*TASK DIRECTIONS*
Copy the lines of the entries exactly, from the opening one to the one holding "by the export", and leave out everything after.

*WORKING DATA*
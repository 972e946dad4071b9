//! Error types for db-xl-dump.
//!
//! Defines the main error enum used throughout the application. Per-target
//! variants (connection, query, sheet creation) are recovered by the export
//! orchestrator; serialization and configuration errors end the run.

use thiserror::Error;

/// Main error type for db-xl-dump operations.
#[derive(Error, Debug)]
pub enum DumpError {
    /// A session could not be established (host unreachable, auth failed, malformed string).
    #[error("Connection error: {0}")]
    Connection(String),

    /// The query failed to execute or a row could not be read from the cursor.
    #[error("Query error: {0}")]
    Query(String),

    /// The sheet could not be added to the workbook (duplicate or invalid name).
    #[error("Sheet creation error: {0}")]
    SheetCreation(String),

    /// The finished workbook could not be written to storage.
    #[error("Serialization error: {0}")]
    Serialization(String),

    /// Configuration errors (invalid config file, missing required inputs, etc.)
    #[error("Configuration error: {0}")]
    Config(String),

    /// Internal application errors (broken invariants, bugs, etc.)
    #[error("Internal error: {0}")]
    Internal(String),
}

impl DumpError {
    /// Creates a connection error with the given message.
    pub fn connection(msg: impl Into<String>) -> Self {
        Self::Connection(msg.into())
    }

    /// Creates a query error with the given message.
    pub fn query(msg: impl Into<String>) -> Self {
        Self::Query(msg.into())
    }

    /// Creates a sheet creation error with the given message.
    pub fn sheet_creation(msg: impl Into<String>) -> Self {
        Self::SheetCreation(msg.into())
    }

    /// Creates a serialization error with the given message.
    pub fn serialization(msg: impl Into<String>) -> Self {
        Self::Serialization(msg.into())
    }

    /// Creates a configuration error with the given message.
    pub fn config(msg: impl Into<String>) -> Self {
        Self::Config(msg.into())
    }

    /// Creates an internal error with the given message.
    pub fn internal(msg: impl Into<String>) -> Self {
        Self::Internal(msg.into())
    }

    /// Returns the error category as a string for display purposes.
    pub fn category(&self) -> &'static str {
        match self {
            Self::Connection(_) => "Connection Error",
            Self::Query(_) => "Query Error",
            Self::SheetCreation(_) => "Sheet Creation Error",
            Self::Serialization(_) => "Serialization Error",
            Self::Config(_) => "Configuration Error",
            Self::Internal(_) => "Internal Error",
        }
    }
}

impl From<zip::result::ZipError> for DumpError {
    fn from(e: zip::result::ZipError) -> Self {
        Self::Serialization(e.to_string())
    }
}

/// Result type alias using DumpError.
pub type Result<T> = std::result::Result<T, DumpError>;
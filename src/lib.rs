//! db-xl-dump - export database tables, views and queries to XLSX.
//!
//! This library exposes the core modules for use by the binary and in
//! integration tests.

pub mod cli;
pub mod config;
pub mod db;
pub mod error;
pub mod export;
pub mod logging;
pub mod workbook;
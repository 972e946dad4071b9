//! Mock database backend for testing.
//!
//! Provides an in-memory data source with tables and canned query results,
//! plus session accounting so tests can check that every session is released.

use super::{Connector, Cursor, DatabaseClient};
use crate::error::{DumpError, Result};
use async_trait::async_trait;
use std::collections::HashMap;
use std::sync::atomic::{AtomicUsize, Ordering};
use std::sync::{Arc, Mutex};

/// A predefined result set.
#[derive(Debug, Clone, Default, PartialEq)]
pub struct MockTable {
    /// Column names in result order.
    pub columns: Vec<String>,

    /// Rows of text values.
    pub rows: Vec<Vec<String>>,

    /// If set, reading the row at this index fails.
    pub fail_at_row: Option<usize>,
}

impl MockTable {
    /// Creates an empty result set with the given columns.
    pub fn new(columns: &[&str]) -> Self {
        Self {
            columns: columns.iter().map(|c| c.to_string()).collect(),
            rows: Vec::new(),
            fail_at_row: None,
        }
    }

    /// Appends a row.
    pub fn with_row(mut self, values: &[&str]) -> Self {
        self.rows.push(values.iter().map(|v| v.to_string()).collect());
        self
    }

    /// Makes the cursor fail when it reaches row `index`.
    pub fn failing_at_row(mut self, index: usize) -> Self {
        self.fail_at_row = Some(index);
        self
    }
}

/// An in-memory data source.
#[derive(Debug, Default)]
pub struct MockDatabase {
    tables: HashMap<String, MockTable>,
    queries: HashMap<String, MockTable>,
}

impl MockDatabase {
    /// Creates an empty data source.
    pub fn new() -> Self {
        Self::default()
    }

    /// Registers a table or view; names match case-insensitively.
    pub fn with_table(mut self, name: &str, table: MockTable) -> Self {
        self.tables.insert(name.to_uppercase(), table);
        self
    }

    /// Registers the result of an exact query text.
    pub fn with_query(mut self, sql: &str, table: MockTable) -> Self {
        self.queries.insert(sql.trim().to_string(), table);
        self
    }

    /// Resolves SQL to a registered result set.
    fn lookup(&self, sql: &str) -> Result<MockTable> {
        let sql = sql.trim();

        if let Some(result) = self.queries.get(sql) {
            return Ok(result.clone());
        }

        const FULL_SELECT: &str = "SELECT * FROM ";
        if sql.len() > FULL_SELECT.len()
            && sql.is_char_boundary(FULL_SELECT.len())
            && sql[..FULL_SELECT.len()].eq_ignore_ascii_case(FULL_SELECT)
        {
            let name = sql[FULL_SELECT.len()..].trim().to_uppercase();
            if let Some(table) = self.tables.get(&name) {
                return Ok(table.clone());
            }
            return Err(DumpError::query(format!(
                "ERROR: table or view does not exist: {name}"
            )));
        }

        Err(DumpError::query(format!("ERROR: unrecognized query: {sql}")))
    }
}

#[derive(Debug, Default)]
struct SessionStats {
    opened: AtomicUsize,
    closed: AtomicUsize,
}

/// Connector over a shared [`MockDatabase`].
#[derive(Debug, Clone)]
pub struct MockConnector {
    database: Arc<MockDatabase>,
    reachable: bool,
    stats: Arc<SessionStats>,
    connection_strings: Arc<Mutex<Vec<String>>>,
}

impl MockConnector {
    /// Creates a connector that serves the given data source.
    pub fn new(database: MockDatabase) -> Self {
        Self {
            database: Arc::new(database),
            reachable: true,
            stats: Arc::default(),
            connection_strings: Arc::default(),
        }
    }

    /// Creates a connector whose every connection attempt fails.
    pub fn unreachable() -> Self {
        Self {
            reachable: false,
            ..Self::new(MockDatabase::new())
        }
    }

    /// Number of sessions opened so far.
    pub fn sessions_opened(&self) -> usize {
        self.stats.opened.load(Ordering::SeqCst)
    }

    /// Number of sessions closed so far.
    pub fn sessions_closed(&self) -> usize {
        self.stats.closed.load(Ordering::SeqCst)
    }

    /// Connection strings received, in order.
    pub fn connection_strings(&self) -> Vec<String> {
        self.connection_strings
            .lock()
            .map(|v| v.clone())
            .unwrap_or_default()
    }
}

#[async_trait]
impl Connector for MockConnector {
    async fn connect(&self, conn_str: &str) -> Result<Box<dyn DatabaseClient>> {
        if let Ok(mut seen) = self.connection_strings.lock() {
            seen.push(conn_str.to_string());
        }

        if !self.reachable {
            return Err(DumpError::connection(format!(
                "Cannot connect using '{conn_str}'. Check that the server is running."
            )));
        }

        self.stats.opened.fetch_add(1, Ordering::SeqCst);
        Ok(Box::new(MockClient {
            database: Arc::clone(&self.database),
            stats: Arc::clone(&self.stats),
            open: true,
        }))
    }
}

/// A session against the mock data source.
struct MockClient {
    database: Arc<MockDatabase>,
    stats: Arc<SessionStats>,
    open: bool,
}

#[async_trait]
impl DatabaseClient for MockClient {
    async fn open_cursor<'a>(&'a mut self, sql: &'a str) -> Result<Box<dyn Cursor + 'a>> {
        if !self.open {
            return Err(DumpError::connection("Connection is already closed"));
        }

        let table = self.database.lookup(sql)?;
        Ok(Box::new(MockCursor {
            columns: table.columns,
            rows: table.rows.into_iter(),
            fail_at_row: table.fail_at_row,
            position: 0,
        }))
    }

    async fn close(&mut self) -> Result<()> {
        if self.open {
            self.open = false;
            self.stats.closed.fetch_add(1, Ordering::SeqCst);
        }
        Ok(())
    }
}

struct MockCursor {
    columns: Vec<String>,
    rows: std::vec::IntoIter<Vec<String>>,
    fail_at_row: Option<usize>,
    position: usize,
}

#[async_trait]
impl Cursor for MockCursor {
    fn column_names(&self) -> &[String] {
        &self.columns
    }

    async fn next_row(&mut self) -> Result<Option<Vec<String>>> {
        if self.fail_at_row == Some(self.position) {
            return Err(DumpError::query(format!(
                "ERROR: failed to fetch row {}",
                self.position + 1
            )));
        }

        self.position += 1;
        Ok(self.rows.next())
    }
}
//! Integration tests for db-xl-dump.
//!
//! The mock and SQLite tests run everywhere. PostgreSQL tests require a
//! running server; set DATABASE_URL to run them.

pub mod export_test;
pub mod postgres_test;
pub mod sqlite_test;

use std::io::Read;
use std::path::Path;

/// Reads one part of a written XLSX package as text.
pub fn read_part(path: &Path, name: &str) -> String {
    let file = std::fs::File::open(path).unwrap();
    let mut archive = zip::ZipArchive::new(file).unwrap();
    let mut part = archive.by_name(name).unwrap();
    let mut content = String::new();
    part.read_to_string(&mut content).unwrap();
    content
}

*SOLVED PROBLEM*
repository 972e946dad4071b9
//! Error types for db-xl-dump.
//!
//! Defines the main error enum used throughout the application. Per-target
//! variants (connection, query, sheet creation) are recovered by the export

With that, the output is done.